** Requirement **
Your response must be made up of each line in the data below that contains the string "match".

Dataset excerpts
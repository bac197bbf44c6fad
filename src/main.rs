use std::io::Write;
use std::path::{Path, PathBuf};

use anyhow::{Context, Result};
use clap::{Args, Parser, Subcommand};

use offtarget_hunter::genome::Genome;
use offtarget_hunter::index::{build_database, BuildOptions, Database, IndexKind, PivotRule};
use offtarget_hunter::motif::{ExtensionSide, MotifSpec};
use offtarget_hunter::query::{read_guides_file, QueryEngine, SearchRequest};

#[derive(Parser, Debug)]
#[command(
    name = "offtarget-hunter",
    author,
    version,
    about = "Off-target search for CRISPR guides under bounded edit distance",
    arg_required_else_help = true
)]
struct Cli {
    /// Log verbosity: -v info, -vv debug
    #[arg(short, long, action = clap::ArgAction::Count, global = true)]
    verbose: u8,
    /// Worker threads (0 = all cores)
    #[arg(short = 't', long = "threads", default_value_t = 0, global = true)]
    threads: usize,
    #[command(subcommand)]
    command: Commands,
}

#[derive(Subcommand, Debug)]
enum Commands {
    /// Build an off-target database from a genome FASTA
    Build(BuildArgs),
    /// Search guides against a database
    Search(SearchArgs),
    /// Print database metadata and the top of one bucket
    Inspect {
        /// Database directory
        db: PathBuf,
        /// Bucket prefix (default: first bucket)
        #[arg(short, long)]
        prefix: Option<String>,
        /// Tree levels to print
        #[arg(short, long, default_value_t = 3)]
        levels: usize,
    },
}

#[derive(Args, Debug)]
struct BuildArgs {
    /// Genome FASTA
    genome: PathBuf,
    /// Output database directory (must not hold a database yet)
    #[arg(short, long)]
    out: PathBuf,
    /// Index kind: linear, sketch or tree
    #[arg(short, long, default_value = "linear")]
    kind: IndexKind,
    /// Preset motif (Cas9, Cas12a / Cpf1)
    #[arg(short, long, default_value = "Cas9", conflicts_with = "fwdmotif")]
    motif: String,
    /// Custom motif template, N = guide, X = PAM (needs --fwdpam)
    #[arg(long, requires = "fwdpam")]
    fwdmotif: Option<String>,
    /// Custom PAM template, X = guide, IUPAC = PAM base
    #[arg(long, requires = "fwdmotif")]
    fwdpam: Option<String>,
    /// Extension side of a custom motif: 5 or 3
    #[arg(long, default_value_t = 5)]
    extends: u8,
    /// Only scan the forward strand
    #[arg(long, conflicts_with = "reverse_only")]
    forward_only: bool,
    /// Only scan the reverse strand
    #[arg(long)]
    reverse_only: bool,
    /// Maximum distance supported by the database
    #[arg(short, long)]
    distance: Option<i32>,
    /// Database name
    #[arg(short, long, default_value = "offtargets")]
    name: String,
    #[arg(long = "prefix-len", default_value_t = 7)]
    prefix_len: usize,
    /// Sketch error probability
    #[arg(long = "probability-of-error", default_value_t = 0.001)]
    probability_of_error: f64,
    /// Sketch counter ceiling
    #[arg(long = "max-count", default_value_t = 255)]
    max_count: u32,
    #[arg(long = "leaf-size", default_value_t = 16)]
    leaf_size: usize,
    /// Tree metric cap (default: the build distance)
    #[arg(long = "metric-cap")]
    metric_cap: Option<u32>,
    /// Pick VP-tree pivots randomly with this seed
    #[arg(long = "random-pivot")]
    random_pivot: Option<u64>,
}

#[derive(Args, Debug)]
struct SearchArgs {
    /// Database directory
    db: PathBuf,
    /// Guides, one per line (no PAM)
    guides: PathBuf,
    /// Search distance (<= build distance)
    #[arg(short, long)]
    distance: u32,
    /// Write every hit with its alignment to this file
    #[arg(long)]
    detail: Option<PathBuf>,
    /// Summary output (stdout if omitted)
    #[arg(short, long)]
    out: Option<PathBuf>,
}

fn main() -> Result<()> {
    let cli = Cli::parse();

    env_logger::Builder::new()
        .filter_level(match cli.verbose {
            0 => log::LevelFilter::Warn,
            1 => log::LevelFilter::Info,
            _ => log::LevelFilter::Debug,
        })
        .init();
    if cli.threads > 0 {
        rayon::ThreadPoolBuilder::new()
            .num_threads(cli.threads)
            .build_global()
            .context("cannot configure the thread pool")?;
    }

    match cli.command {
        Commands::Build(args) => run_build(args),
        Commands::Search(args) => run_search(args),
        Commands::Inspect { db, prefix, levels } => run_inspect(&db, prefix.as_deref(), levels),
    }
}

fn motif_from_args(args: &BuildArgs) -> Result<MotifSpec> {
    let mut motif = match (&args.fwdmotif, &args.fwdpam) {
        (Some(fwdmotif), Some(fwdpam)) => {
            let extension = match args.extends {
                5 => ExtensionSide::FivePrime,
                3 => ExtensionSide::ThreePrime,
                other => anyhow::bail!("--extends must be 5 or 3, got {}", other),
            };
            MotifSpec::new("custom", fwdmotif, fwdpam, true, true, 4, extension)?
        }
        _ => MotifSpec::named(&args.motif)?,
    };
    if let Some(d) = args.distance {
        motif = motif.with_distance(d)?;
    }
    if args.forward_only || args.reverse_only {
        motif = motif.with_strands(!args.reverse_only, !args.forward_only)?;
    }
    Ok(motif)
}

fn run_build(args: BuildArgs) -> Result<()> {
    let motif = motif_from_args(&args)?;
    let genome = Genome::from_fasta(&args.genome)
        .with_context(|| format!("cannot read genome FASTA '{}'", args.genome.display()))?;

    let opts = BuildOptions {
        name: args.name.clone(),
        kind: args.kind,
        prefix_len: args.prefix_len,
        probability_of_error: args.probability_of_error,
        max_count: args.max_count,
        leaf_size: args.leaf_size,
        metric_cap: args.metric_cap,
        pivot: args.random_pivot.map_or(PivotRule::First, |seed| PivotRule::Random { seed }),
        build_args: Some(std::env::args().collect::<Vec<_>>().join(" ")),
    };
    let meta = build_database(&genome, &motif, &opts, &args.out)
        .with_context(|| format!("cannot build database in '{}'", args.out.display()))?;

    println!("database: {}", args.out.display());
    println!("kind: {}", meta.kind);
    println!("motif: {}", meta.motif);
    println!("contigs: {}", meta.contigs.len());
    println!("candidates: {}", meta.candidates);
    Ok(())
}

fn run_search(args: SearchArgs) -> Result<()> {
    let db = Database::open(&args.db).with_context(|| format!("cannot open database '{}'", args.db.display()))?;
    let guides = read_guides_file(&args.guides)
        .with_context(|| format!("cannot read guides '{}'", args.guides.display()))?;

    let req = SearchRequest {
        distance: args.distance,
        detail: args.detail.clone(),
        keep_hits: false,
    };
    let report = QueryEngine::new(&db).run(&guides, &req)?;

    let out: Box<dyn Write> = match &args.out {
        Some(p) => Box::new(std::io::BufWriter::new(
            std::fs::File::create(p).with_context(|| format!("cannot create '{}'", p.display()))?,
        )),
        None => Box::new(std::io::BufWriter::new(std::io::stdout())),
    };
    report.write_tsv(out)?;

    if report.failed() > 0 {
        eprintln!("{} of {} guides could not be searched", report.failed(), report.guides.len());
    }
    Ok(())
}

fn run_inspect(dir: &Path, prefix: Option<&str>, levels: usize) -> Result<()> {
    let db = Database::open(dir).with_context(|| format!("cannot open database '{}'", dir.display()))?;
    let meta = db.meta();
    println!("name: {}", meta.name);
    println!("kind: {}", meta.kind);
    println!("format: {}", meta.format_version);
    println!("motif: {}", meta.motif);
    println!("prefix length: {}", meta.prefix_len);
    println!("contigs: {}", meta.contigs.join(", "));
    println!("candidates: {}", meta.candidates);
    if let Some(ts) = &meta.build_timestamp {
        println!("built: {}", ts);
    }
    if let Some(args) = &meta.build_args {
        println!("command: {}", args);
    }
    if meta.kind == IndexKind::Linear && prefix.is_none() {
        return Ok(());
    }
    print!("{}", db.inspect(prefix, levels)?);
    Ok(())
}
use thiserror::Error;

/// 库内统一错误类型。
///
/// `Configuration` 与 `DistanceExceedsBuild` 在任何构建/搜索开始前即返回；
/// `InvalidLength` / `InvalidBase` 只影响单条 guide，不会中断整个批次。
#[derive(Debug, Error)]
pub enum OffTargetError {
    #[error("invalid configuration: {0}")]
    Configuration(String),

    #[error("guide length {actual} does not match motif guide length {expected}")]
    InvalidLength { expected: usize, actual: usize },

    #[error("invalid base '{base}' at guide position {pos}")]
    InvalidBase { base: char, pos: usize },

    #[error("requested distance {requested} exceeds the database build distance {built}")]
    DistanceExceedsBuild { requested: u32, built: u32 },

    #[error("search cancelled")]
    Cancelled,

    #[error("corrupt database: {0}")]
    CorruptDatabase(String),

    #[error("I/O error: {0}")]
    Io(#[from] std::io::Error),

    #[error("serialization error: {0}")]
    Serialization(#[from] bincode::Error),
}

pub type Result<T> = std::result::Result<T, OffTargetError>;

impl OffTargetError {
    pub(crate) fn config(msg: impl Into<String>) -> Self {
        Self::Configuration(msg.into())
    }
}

** Output **
        .filter_level(match cli.verbose {
    match cli.command {
    let mut motif = match (&args.fwdmotif, &args.fwdpam) {
            let extension = match args.extends {
    let out: Box<dyn Write> = match &args.out {
    #[error("guide length {actual} does not match motif guide length {expected}")]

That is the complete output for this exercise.